AVAILABLE RECORDS Block Start

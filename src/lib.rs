//! ssh-compose connectivity layer
//!
//! Direct and multi-hop SSH connections, a local port forward bridge,
//! named sessions over one connection, command runners for regular hosts
//! and line-oriented network devices, and recursive SFTP file sync.

pub mod config;
pub mod emitter;
pub mod executor;
pub mod forwarding;
pub mod logging;
pub mod sftp;
pub mod ssh;

pub use config::Remote;
pub use emitter::{Emitter, EventLevel, ExecutorEvent, MemoryEmitter, SharedEmitter, TracingEmitter};
pub use executor::{Executor, SessionStrategy};
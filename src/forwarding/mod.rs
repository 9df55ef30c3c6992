//! Port Forwarding Module
//!
//! Local listener bridged through a tunnel chain to the final target.

mod local;

pub use local::LocalBridge;
/// Responses to the escalation password that mean it was refused
const ENA_FAILURE_MARKERS: [&str; 3] = ["Invalid password", "Access denied", "Bad secrets"];

/// Driver state
#[derive(Debug, Clone, Copy, PartialEq, Eq)]
pub enum DeviceState {
    Unopened,
    PromptLearned,
    EnaRequested,
    Escalated,
    Executing,
    Idle,
}

/// Timing and terminal knobs, resolved from remote options
#[derive(Debug, Clone, PartialEq, Eq)]
pub struct DeviceSettings {
    pub term_height: u32,
    pub term_width: u32,
    pub deadline: Duration,
    pub wait: Duration,
    pub banner_lines: usize,
    pub settle: Duration,
    pub redisplay_prompt: bool,
}

impl Default for DeviceSettings {
    fn default() -> Self {
        Self {
            term_height: DEFAULT_TERM_HEIGHT,
            term_width: DEFAULT_TERM_WIDTH,
            deadline: Duration::from_secs(DEFAULT_DEADLINE_SECS),
            wait: Duration::from_millis(DEFAULT_WAIT_MS),
            banner_lines: 0,
            settle: Duration::from_millis(DEFAULT_SETTLE_MS),
            redisplay_prompt: true,
        }
    }
}

impl DeviceSettings {
    /// Zero values in the remote options mean "use the default"
    pub fn from_options(options: &DeviceOptions) -> Self {
        let defaults = Self::default();
        Self {
            term_height: options
                .term_height
                .filter(|v| *v > 0)
                .unwrap_or(defaults.term_height),
            term_width: options
                .term_width
                .filter(|v| *v > 0)
                .unwrap_or(defaults.term_width),
            deadline: options
                .deadline_secs
                .filter(|v| *v > 0)
                .map(Duration::from_secs)
                .unwrap_or(defaults.deadline),
            wait: options
                .wait_ms
                .filter(|v| *v > 0)
                .map(Duration::from_millis)
                .unwrap_or(defaults.wait),
            banner_lines: options.banner_lines.unwrap_or(0),
            settle: options
                .settle_ms
                .map(Duration::from_millis)
                .unwrap_or(defaults.settle),
            redisplay_prompt: options.redisplay_prompt.unwrap_or(true),
        }
    }

    /// Apply per-call overrides. The larger deadline wins.
    pub fn with_call_options(mut self, options: &DeviceCommandOptions) -> Self {
        if let Some(secs) = options.deadline_secs {
            self.deadline = self.deadline.max(Duration::from_secs(secs));
        }
        if let Some(ms) = options.wait_ms.filter(|v| *v > 0) {
            self.wait = Duration::from_millis(ms);
        }
        self
    }
}

/// Per-invocation device options
#[derive(Debug, Clone, Default, PartialEq, Eq)]
pub struct DeviceCommandOptions {
    /// Enter privileged mode before running the command
    pub with_ena: bool,
    pub deadline_secs: Option<u64>,
    pub wait_ms: Option<u64>,
}
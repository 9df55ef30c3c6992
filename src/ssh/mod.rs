//! SSH module - connections, tunnel chains and logical sessions
//!
//! This module provides the connectivity layer on top of russh.
//!
//! # Features
//! - Direct connections over tcp, tcp4, tcp6 or a unix socket
//! - Multi-hop tunnel chains (`direct-tcpip` + handshake over the channel)
//! - Password, keyboard-interactive and public key authentication
//! - Host key verification via ~/.ssh/known_hosts
//! - Named sessions multiplexed over one connection

pub mod auth;
pub mod chain;
pub mod client;
mod error;
pub mod known_hosts;
pub mod session;

pub use auth::{ConnectionConfig, Credentials};
pub use chain::{HopConnector, HopTransport, SshHopConnector, TunnelChain};
pub use client::{ClientHandler, SshHandle};
pub use error::SshError;
pub use known_hosts::{get_known_hosts, HostKeyVerification, KnownHostsStore};
pub use session::{LogicalSession, Session, SessionIo, SessionRegistry};
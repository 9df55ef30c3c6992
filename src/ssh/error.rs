//! SSH Error types

use thiserror::Error;

#[derive(Error, Debug)]
pub enum SshError {
    #[error("Invalid configuration: {0}")]
    InvalidConfig(String),

    #[error("Key error: {0}")]
    KeyError(String),

    #[error("Private key is encrypted, passphrase required")]
    PassphraseRequired,

    #[error("Unsupported key type: {0}")]
    UnsupportedKeyType(String),

    #[error("DSA keys are not supported")]
    DsaKeyUnsupported,

    #[error("No key found")]
    NoKeyFound,

    #[error("Connection failed: {0}")]
    ConnectionFailed(String),

    #[error("Authentication failed: {0}")]
    AuthenticationFailed(String),

    #[error("Host key rejected for {host}: {reason}")]
    HostKeyRejected { host: String, reason: String },

    #[error("Timeout: {0}")]
    Timeout(String),

    #[error("SSH protocol error: {0}")]
    ProtocolError(String),

    #[error("Not connected")]
    NotConnected,

    #[error("Channel error: {0}")]
    ChannelError(String),

    #[error("Session not found: {0}")]
    SessionNotFound(String),

    #[error("Session limit exceeded: device already has session {existing}, refusing {requested}")]
    SessionLimitExceeded { existing: String, requested: String },

    #[error("Enable handshake failed: {0}")]
    EnaHandshake(String),

    #[error("Invalid enable credential")]
    InvalidEnaCredential,

    #[error("IO error: {0}")]
    IoError(#[from] std::io::Error),
}

impl From<russh::Error> for SshError {
    fn from(err: russh::Error) -> Self {
        SshError::ProtocolError(err.to_string())
    }
}

impl From<russh::keys::Error> for SshError {
    fn from(err: russh::keys::Error) -> Self {
        SshError::KeyError(err.to_string())
    }
}
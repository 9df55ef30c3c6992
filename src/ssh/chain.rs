//! Tunnel chain (multi-hop jump hosts)
//!
//! Hop 0 is dialed directly. Every following hop is reached through a
//! `direct-tcpip` channel opened on the previous hop, with a fresh SSH
//! handshake running over that channel stream:
//!
//! ```text
//! local ──tcp──▶ hop0 ──direct-tcpip──▶ hop1 ──direct-tcpip──▶ target
//! ```
//!
//! Hops are pushed onto the chain as soon as they are established, so a
//! chain that failed half way still owns (and closes) what it opened.

use std::sync::Arc;

use async_trait::async_trait;
use tokio::io::{AsyncRead, AsyncWrite};
use tracing::{debug, info};

use super::auth::ConnectionConfig;
use super::client::{self, SshHandle};
use super::error::SshError;
use crate::config::Remote;

/// An established hop able to tunnel TCP to a further address
#[async_trait]
pub trait HopTransport: Send + Sync {
    type Stream: AsyncRead + AsyncWrite + Unpin + Send + 'static;

    /// Open a `direct-tcpip` stream to host:port through this hop
    async fn open_tunnel(&self, host: &str, port: u16) -> Result<Self::Stream, SshError>;

    async fn close(&self);
}

/// Establishes hops, directly or through a previous hop
#[async_trait]
pub trait HopConnector: Send + Sync {
    type Transport: HopTransport;

    async fn connect_direct(&self, hop: &Remote) -> Result<Self::Transport, SshError>;

    async fn connect_via(
        &self,
        previous: &Self::Transport,
        hop: &Remote,
    ) -> Result<Self::Transport, SshError>;
}

#[async_trait]
impl HopTransport for Arc<SshHandle> {
    type Stream = russh::ChannelStream<russh::client::Msg>;

    async fn open_tunnel(&self, host: &str, port: u16) -> Result<Self::Stream, SshError> {
        let channel = self
            .channel_open_direct_tcpip(host, port as u32, "127.0.0.1", 0)
            .await
            .map_err(|e| {
                SshError::ChannelError(format!(
                    "Failed to open direct-tcpip to {}:{}: {}",
                    host, port, e
                ))
            })?;
        Ok(channel.into_stream())
    }

    async fn close(&self) {
        client::disconnect(self, "tunnel hop").await;
    }
}

/// Connects hops with russh
#[derive(Debug, Default, Clone, Copy)]
pub struct SshHopConnector;

#[async_trait]
impl HopConnector for SshHopConnector {
    type Transport = Arc<SshHandle>;

    async fn connect_direct(&self, hop: &Remote) -> Result<Self::Transport, SshError> {
        let config = ConnectionConfig::from_remote(hop)?;
        Ok(Arc::new(client::connect(hop, &config).await?))
    }

    async fn connect_via(
        &self,
        previous: &Self::Transport,
        hop: &Remote,
    ) -> Result<Self::Transport, SshError> {
        let config = ConnectionConfig::from_remote(hop)?;
        let stream = previous.open_tunnel(&hop.host, hop.port).await?;
        Ok(Arc::new(client::connect_stream(stream, hop, &config).await?))
    }
}

/// Established hops, in dial order
pub struct TunnelChain<T> {
    hops: Vec<(String, T)>,
}

impl<T> Default for TunnelChain<T> {
    fn default() -> Self {
        Self { hops: Vec::new() }
    }
}

impl<T: HopTransport> TunnelChain<T> {
    pub fn new() -> Self {
        Self::default()
    }

    /// Establish `hops` in order, appending each to the chain.
    ///
    /// Stops at the first failure. Hops established before it stay in the
    /// chain until [`close`](Self::close).
    pub async fn extend<C>(&mut self, connector: &C, hops: &[Remote]) -> Result<(), SshError>
    where
        C: HopConnector<Transport = T>,
    {
        for hop in hops {
            let index = self.hops.len();
            debug!("Establishing hop {}: {}", index, hop.address());

            let transport = match self.hops.last() {
                None => connector.connect_direct(hop).await,
                Some((_, previous)) => connector.connect_via(previous, hop).await,
            }
            .map_err(|e| match e {
                SshError::ConnectionFailed(msg) => {
                    SshError::ConnectionFailed(format!("hop {} ({}): {}", index, hop.address(), msg))
                }
                other => other,
            })?;

            info!("Hop {} established: {}", index, hop.address());
            self.hops.push((hop.address(), transport));
        }
        Ok(())
    }

    /// Last established hop, used to reach the final target
    pub fn last(&self) -> Option<&T> {
        self.hops.last().map(|(_, t)| t)
    }

    pub fn len(&self) -> usize {
        self.hops.len()
    }

    pub fn is_empty(&self) -> bool {
        self.hops.is_empty()
    }

    /// Disconnect every hop, last first. Safe to call repeatedly.
    pub async fn close(&mut self) {
        while let Some((address, transport)) = self.hops.pop() {
            debug!("Closing hop {}: {}", self.hops.len(), address);
            transport.close().await;
        }
    }
}

#[cfg(test)]
mod tests {
    use super::*;
    use parking_lot::Mutex;

    type Log = Arc<Mutex<Vec<String>>>;

    struct MockHop {
        name: String,
        log: Log,
    }

    #[async_trait]
    impl HopTransport for MockHop {
        type Stream = tokio::io::DuplexStream;

        async fn open_tunnel(&self, host: &str, port: u16) -> Result<Self::Stream, SshError> {
            self.log
                .lock()
                .push(format!("tunnel {} -> {}:{}", self.name, host, port));
            let (a, _b) = tokio::io::duplex(64);
            Ok(a)
        }

        async fn close(&self) {
            self.log.lock().push(format!("close {}", self.name));
        }
    }

    struct MockConnector {
        log: Log,
        fail_on: Option<&'static str>,
    }

    impl MockConnector {
        fn hop(&self, hop: &Remote) -> Result<MockHop, SshError> {
            if self.fail_on == Some(hop.host.as_str()) {
                return Err(SshError::ConnectionFailed("refused".into()));
            }
            Ok(MockHop {
                name: hop.host.clone(),
                log: self.log.clone(),
            })
        }
    }

    #[async_trait]
    impl HopConnector for MockConnector {
        type Transport = MockHop;

        async fn connect_direct(&self, hop: &Remote) -> Result<MockHop, SshError> {
            self.log.lock().push(format!("dial {}", hop.host));
            self.hop(hop)
        }

        async fn connect_via(&self, previous: &MockHop, hop: &Remote) -> Result<MockHop, SshError> {
            previous.open_tunnel(&hop.host, hop.port).await?;
            self.hop(hop)
        }
    }

    fn hops() -> Vec<Remote> {
        vec![
            Remote::with_password("jump1", "u", "p"),
            Remote::with_password("jump2", "u", "p").port(2222),
            Remote::with_password("jump3", "u", "p"),
        ]
    }

    #[tokio::test]
    async fn test_hops_connect_in_order_and_close_in_reverse() {
        let log: Log = Arc::default();
        let connector = MockConnector {
            log: log.clone(),
            fail_on: None,
        };

        let mut chain = TunnelChain::new();
        chain.extend(&connector, &hops()).await.unwrap();
        assert_eq!(chain.len(), 3);
        assert_eq!(chain.last().unwrap().name, "jump3");

        chain.close().await;
        chain.close().await;
        assert!(chain.is_empty());

        assert_eq!(
            *log.lock(),
            vec![
                "dial jump1",
                "tunnel jump1 -> jump2:2222",
                "tunnel jump2 -> jump3:22",
                "close jump3",
                "close jump2",
                "close jump1",
            ]
        );
    }

    #[tokio::test]
    async fn test_partial_chain_is_kept_for_close() {
        let log: Log = Arc::default();
        let connector = MockConnector {
            log: log.clone(),
            fail_on: Some("jump3"),
        };

        let mut chain = TunnelChain::new();
        let err = chain.extend(&connector, &hops()).await.unwrap_err();
        assert!(err.to_string().contains("hop 2"));
        assert_eq!(chain.len(), 2);

        chain.close().await;
        let log = log.lock();
        assert_eq!(&log[log.len() - 2..], &["close jump2", "close jump1"]);
    }
}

AVAILABLE RECORDS Block End

[THE TASK] Copy down every line of the entries containing the word "mean".

[TASK SOLUTION]
/// Responses to the escalation password that mean it was refused
    /// Zero values in the remote options mean "use the default"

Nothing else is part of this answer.